L’historien marxiste Eric Hobsbawm le dit très bien dans ses livres : le socialisme et le libéralisme sont deux conséquences cousines d’une même idéologie politique. Face à eux, les réactionnaires introduisent un vrai clivage parce qu’ils refusent la représentation progressive de l’expérience de l’histoire du temps.

Maintenant, face à cette panne assez ancienne du progressisme, se pose la question de la place de l’écologie. Est-elle du côté des idéologies réactionnaires ? Si elle ne l’est pas ou ne veut pas l’être, comment réinventer le progressisme sans admettre que celui-ci est entièrement inféodé à l’idée de croissance ?

Comment vous situez-vous, justement, par rapport à ces questions? Où l’écologie devrait-elle situer ses propres « coordonnées temporelles », selon vous?

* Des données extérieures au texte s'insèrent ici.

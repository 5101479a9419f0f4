use super::headers::{Section, rva_to_offset};
use super::reader::{Cursor, read_bytes, read_u16_le};

/// Resource type ID of individual icon images.
pub const RT_ICON: u16 = 3;
/// Resource type ID of icon group directories.
pub const RT_GROUP_ICON: u16 = 14;

const DIR_HEADER_LEN: usize = 16;
const DIR_ENTRY_LEN: usize = 8;
const DATA_ENTRY_LEN: usize = 16;
const HIGH_BIT: u32 = 0x8000_0000;

/// One entry of a resource directory table.
#[derive(Debug, Clone, Copy, PartialEq, Eq)]
pub struct ResourceDirEntry {
    /// Numeric ID, or `None` for string-named entries (not resolved here).
    pub id: Option<u16>,
    /// Whether `offset` points at a nested directory rather than a data entry.
    pub is_dir: bool,
    /// Offset relative to the start of the resource section.
    pub offset: u32,
}

/// Read the directory table at `base + rel_offset`.
///
/// Entries are returned in file order (named entries first, then ID entries).
/// Entries that run past the end of the buffer are dropped.
pub fn read_dir(buf: &[u8], base: usize, rel_offset: u32) -> Option<Vec<ResourceDirEntry>> {
    let offset = base.checked_add(rel_offset as usize)?;
    read_bytes(buf, offset, DIR_HEADER_LEN)?;

    let num_named = read_u16_le(buf, offset + 12)?;
    let num_id = read_u16_le(buf, offset + 14)?;
    let total = usize::from(num_named) + usize::from(num_id);

    let mut entries = Vec::with_capacity(total);
    let mut cursor = Cursor::new(buf, offset + DIR_HEADER_LEN);
    for _ in 0..total {
        let (Some(name), Some(data)) = (cursor.read_u32(), cursor.read_u32()) else {
            break;
        };
        entries.push(ResourceDirEntry {
            id: (name & HIGH_BIT == 0).then_some((name & 0xFFFF) as u16),
            is_dir: data & HIGH_BIT != 0,
            offset: data & !HIGH_BIT,
        });
    }

    Some(entries)
}

/// Pick an entry using the "first ID-bearing entry, else the first entry" rule.
///
/// `want_dir` selects whether an ID-bearing entry must be a subdirectory
/// (name/ID level) or a data leaf (language level). Locale is ignored.
pub fn first_id_or_first(
    entries: &[ResourceDirEntry],
    want_dir: bool,
) -> Option<&ResourceDirEntry> {
    entries
        .iter()
        .find(|entry| entry.id.is_some() && entry.is_dir == want_dir)
        .or_else(|| entries.first())
}

/// Find the subdirectory entry with exactly the given numeric ID.
pub fn find_dir(entries: &[ResourceDirEntry], id: u16) -> Option<&ResourceDirEntry> {
    entries.iter().find(|entry| entry.id == Some(id) && entry.is_dir)
}

/// A leaf data entry resolved to a file location.
#[derive(Debug, Clone, Copy, PartialEq, Eq)]
pub struct DataEntry {
    pub file_offset: usize,
    pub size: u32,
}

impl DataEntry {
    /// The bytes this entry points at, clamped to the end of `buf`.
    pub fn slice<'a>(&self, buf: &'a [u8]) -> &'a [u8] {
        let start = self.file_offset.min(buf.len());
        let end = self
            .file_offset
            .saturating_add(self.size as usize)
            .min(buf.len());
        &buf[start..end]
    }
}

/// Read the `IMAGE_RESOURCE_DATA_ENTRY` at `base + offset` and resolve its RVA.
pub fn read_data_entry(
    buf: &[u8],
    base: usize,
    offset: u32,
    sections: &[Section],
) -> Option<DataEntry> {
    let offset = base.checked_add(offset as usize)?;
    read_bytes(buf, offset, DATA_ENTRY_LEN)?;

    let mut cursor = Cursor::new(buf, offset);
    let rva = cursor.read_u32()?;
    let size = cursor.read_u32()?;
    let Some(file_offset) = rva_to_offset(rva, sections) else {
        log::debug!("resource data RVA {rva:#x} is not covered by any section");
        return None;
    };

    Some(DataEntry { file_offset, size })
}

#[cfg(test)]
mod tests {
    use super::*;

    fn dir_table(entries: &[(u32, u32)], num_named: u16) -> Vec<u8> {
        let mut buf = vec![0u8; DIR_HEADER_LEN];
        buf[12..14].copy_from_slice(&num_named.to_le_bytes());
        let num_id = entries.len() as u16 - num_named;
        buf[14..16].copy_from_slice(&num_id.to_le_bytes());
        for (name, data) in entries {
            buf.extend_from_slice(&name.to_le_bytes());
            buf.extend_from_slice(&data.to_le_bytes());
        }
        buf
    }

    // ── read_dir ─────────────────────────────────────────────────────

    #[test]
    fn reads_id_and_named_entries() {
        let buf = dir_table(
            &[(HIGH_BIT | 0x40, 0x10), (14, HIGH_BIT | 0x20), (3, 0x30)],
            1,
        );
        let entries = read_dir(&buf, 0, 0).unwrap();
        assert_eq!(
            entries,
            vec![
                ResourceDirEntry {
                    id: None,
                    is_dir: false,
                    offset: 0x10,
                },
                ResourceDirEntry {
                    id: Some(14),
                    is_dir: true,
                    offset: 0x20,
                },
                ResourceDirEntry {
                    id: Some(3),
                    is_dir: false,
                    offset: 0x30,
                },
            ]
        );
    }

    #[test]
    fn id_uses_low_sixteen_bits() {
        let buf = dir_table(&[(0x0012_0007, HIGH_BIT | 0x7FFF_FFFF)], 0);
        let entries = read_dir(&buf, 0, 0).unwrap();
        assert_eq!(entries[0].id, Some(7));
        assert_eq!(entries[0].offset, 0x7FFF_FFFF);
        assert!(entries[0].is_dir);
    }

    #[test]
    fn reads_relative_to_base() {
        let mut buf = vec![0xAAu8; 8];
        buf.extend(dir_table(&[(1, 2)], 0));
        let entries = read_dir(&buf, 4, 4).unwrap();
        assert_eq!(entries.len(), 1);
        assert_eq!(entries[0].id, Some(1));
    }

    #[test]
    fn truncated_header_is_none() {
        let buf = [0u8; 15];
        assert_eq!(read_dir(&buf, 0, 0), None);
    }

    #[test]
    fn truncated_entries_are_dropped() {
        let mut buf = dir_table(&[(1, 2), (3, 4)], 0);
        buf.truncate(buf.len() - 1);
        let entries = read_dir(&buf, 0, 0).unwrap();
        assert_eq!(entries.len(), 1);
    }

    // ── selection helpers ────────────────────────────────────────────

    #[test]
    fn first_id_or_first_prefers_id_entries() {
        let entries = [
            ResourceDirEntry {
                id: None,
                is_dir: true,
                offset: 1,
            },
            ResourceDirEntry {
                id: Some(5),
                is_dir: true,
                offset: 2,
            },
        ];
        assert_eq!(first_id_or_first(&entries, true).unwrap().offset, 2);
        assert_eq!(first_id_or_first(&entries, false).unwrap().offset, 1);
        assert_eq!(first_id_or_first(&[], true), None);
    }

    #[test]
    fn find_dir_requires_exact_id() {
        let entries = [
            ResourceDirEntry {
                id: Some(1),
                is_dir: true,
                offset: 1,
            },
            ResourceDirEntry {
                id: Some(2),
                is_dir: false,
                offset: 2,
            },
        ];
        assert_eq!(find_dir(&entries, 1).unwrap().offset, 1);
        assert_eq!(find_dir(&entries, 2), None);
        assert_eq!(find_dir(&entries, 3), None);
    }

    // ── read_data_entry ──────────────────────────────────────────────

    #[test]
    fn data_entry_resolves_rva() {
        let sections = [Section {
            virtual_address: 0x1000,
            raw_size: 0x100,
            raw_pointer: 0x20,
        }];
        let mut buf = vec![0u8; 0x40];
        buf[0..4].copy_from_slice(&0x1010u32.to_le_bytes());
        buf[4..8].copy_from_slice(&8u32.to_le_bytes());

        let entry = read_data_entry(&buf, 0, 0, &sections).unwrap();
        assert_eq!(
            entry,
            DataEntry {
                file_offset: 0x30,
                size: 8,
            }
        );
        assert_eq!(entry.slice(&buf).len(), 8);
    }

    #[test]
    fn data_entry_outside_sections_is_none() {
        let mut buf = vec![0u8; 16];
        buf[0..4].copy_from_slice(&0x5000u32.to_le_bytes());
        assert_eq!(read_data_entry(&buf, 0, 0, &[]), None);
    }

    #[test]
    fn data_entry_needs_full_record() {
        let sections = [Section {
            virtual_address: 0,
            raw_size: 0x100,
            raw_pointer: 0,
        }];
        let buf = vec![0u8; 12];
        assert_eq!(read_data_entry(&buf, 0, 0, &sections), None);
    }

    #[test]
    fn slice_clamps_to_buffer() {
        let buf = [1u8, 2, 3, 4];
        let entry = DataEntry {
            file_offset: 2,
            size: 100,
        };
        assert_eq!(entry.slice(&buf), &[3, 4]);
        let entry = DataEntry {
            file_offset: 10,
            size: 1,
        };
        assert!(entry.slice(&buf).is_empty());
    }
}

Prenons un exemple. La notion de « nature » telle qu’elle est souvent invoquée par les mouvements écologistes témoigne de la difficulté pour eux de forger à la fois une historiographie ou une philosophie de l’histoire conséquente. Ce concept a très souvent servi à verrouiller la représentation de l’histoire dans un espèce de fixisme, sur le mode : « Il y a un état naturel des choses, il faut s’y conformer ». Ceci alimente les tendances réactionnaires d’une certaine écologie politique.

En même temps, la réinvention d’un progressisme politique pose d’autres problèmes. Certains considèrent par exemple que la réponse à l’impératif climatique passe par un investissement massif dans de nouvelles formes de production et d’organisation du travail, ainsi que dans la rénovation totale des infrastructures d’énergie. C’est tout le projet du Green New Deal. L’idée est non seulement de faire de la croissance verte, mais aussi de la traduire en justice sociale parce qu’elle serait plus inclusive socialement, qu’elle permettrait d’augmenter les salaires et de construire des filières de formation plus intéressantes pour les classes populaires. Je suis totalement favorable à tout cela.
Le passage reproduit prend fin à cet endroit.